9. The inquirer must also abide by Rule 1.11(f), which says (in pertinent part) that a lawyer shall not “use the public position to influence, or attempt to influence, a tribunal to act in favor of the lawyer or of a client; or accept anything of value from any person when the lawyer knows or it is obvious that the offer is for the purpose of influencing the lawyer’s action as a public official.” By way of easy illustration, the inquirer may not suggest to a traffic court judge that the inquirer could use a public position as a police officer to give special treatment to the traffic court judge if the judge is caught speeding. Likewise, the inquirer may not accept an outsize fee or expensive gift from a traffic court client if it is obvious that the fee or gift is for the purpose of influencing the inquirer’s actions as a police officer.

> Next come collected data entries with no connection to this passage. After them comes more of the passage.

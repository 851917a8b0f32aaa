use std::fmt::{self, Display, Formatter};

use anyhow::Result;
use reblessive::tree::Stk;
use serde::{Deserialize, Serialize};

use crate::ctx::Context;
use crate::dbs::Options;
use crate::doc::CursorDoc;
use crate::expr::{Expr, Idiom};
use crate::fmt::Fmt;
use crate::val::Value;

/// The projection of a SELECT statement.
#[derive(Clone, Debug, PartialEq, Serialize, Deserialize)]
pub enum Fields {
	/// Fields had the `VALUE` keyword and so should only contain a single
	/// field.
	Value(Box<Field>),
	/// Normal fields where an object with the selected fields is expected
	Select(Vec<Field>),
}

impl Default for Fields {
	fn default() -> Self {
		Fields::all()
	}
}

impl Fields {
	/// Create a new `*` field projection
	pub fn all() -> Self {
		Fields::Select(vec![Field::All])
	}

	/// Create a projection of the given fields
	pub fn select(fields: impl IntoIterator<Item = Field>) -> Self {
		Fields::Select(fields.into_iter().collect())
	}

	/// Create a `VALUE` projection of a single expression
	pub fn value(expr: Expr) -> Self {
		Fields::Value(Box::new(Field::Single {
			expr,
			alias: None,
		}))
	}

	pub fn iter_fields(&self) -> impl Iterator<Item = &Field> {
		let (value, select) = match self {
			Fields::Value(v) => (Some(v.as_ref()), None),
			Fields::Select(v) => (None, Some(v.iter())),
		};
		value.into_iter().chain(select.into_iter().flatten())
	}

	/// Check if the fields include the `*` field
	pub fn is_all(&self) -> bool {
		self.iter_fields().any(|x| matches!(x, Field::All))
	}

	/// Check if the projection is exactly `*`
	pub fn is_all_only(&self) -> bool {
		matches!(self, Fields::Select(v) if matches!(v.as_slice(), [Field::All]))
	}

	/// Check if the projection selects only the record id
	pub fn is_id_only(&self) -> bool {
		let field = match self {
			Fields::Value(v) => v.as_ref(),
			Fields::Select(v) => match v.as_slice() {
				[v] => v,
				_ => return false,
			},
		};
		matches!(field, Field::Single { expr: Expr::Idiom(i), alias: None } if i.is_id())
	}

	/// The output path of a sole projected field, whose value stands in for
	/// the whole row when a subquery produces a set of values.
	pub(crate) fn single(&self) -> Option<Idiom> {
		match self {
			Fields::Select(v) => match v.as_slice() {
				[f @ Field::Single { .. }] => f.output_idiom(),
				_ => None,
			},
			Fields::Value(_) => None,
		}
	}

	/// Find the expression projected under the given alias
	pub(crate) fn aliased(&self, idiom: &Idiom) -> Option<&Expr> {
		self.iter_fields().find_map(|f| match f {
			Field::Single {
				expr,
				alias: Some(alias),
			} if alias == idiom => Some(expr),
			_ => None,
		})
	}

	/// Projects a record into its output shape
	pub(crate) async fn compute(
		&self,
		stk: &mut Stk,
		ctx: &Context,
		opt: &Options,
		doc: Option<&CursorDoc>,
	) -> Result<Value> {
		// The `*` field emits the whole record with its metadata
		let current = || doc.map(CursorDoc::record).unwrap_or_default();
		match self {
			Fields::Value(field) => match field.as_ref() {
				Field::All => Ok(current()),
				Field::Single {
					expr,
					..
				} => stk.run(|stk| expr.compute(stk, ctx, opt, doc)).await,
			},
			Fields::Select(fields) => {
				let mut out = match self.is_all() {
					true => current(),
					false => Value::empty_object(),
				};
				for field in fields.iter() {
					if let Field::Single {
						expr,
						alias,
					} = field
					{
						let res = stk.run(|stk| expr.compute(stk, ctx, opt, doc)).await?;
						match alias {
							Some(alias) => out.put(alias, res),
							None => out.put(&expr.to_idiom(), res),
						}
					}
				}
				Ok(out)
			}
		}
	}
}

impl Display for Fields {
	fn fmt(&self, f: &mut Formatter) -> fmt::Result {
		match self {
			Fields::Value(v) => write!(f, "VALUE {v}"),
			Fields::Select(v) => Display::fmt(&Fmt::comma_separated(v), f),
		}
	}
}

#[derive(Clone, Debug, PartialEq, Serialize, Deserialize)]
pub enum Field {
	/// The `*` in `SELECT * FROM ...`
	All,
	/// The 'rating' in `SELECT rating FROM ...`
	Single {
		expr: Expr,
		/// The `quality` in `SELECT rating AS quality FROM ...`
		#[serde(default)]
		alias: Option<Idiom>,
	},
}

impl Field {
	pub fn single(expr: Expr) -> Self {
		Field::Single {
			expr,
			alias: None,
		}
	}

	pub fn aliased(expr: Expr, alias: impl Into<Idiom>) -> Self {
		Field::Single {
			expr,
			alias: Some(alias.into()),
		}
	}

	/// The path this field is written to in the output
	pub(crate) fn output_idiom(&self) -> Option<Idiom> {
		match self {
			Field::All => None,
			Field::Single {
				alias: Some(alias),
				..
			} => Some(alias.clone()),
			Field::Single {
				expr,
				..
			} => Some(expr.to_idiom()),
		}
	}
}

impl Display for Field {
	fn fmt(&self, f: &mut Formatter) -> fmt::Result {
		match self {
			Self::All => f.write_str("*"),
			Self::Single {
				expr,
				alias,
			} => {
				Display::fmt(expr, f)?;
				if let Some(alias) = alias {
					f.write_str(" AS ")?;
					Display::fmt(alias, f)?;
				}
				Ok(())
			}
		}
	}
}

10. We recently applied Rules 1.7 and 1.11 in N.Y. State 1170 (2019), in which a Village attorney asked about the ethical implications of appearing in Town Justice Court defending clients who were facing charges that did not involve the Village. There, we said:
A Village Attorney who does not represent the Village in court or in criminal matters is not ethically prohibited from representing private clients in defense of Vehicle and Traffic Law
violations, criminal proceedings, or Town Ordinance violation cases brought in the Town Justice Court, funded exclusively by the Town, that adjudicates Village Ordinance violations,
provided that no unconsented financial or business conflicts of interest exist under Rule 1.7(a)(2), and provided that the provisions on current government employees in Rule 1.11 are
11. We reach an analogous conclusion here. On our view, whether a police officer may represent clients in traffic violation matters depends on the facts and circumstances of the representation, with two caveats. First, a police officer engaged in private legal practice may not represent traffic court defendants in the same county where the police officer works, because such conflicts arising under Rule 1.7(a)(2) would on our view not be subject to consent under Rule 1.7(b)(1). Second, whatever confidential information the inquirer learns in private practice with respect to a traffic court client or prospective client, the inquirer must not use or reveal that information to advance his work as a Village police officer except as permitted by Rules 1.6, 1.9(c), and 1.18(b).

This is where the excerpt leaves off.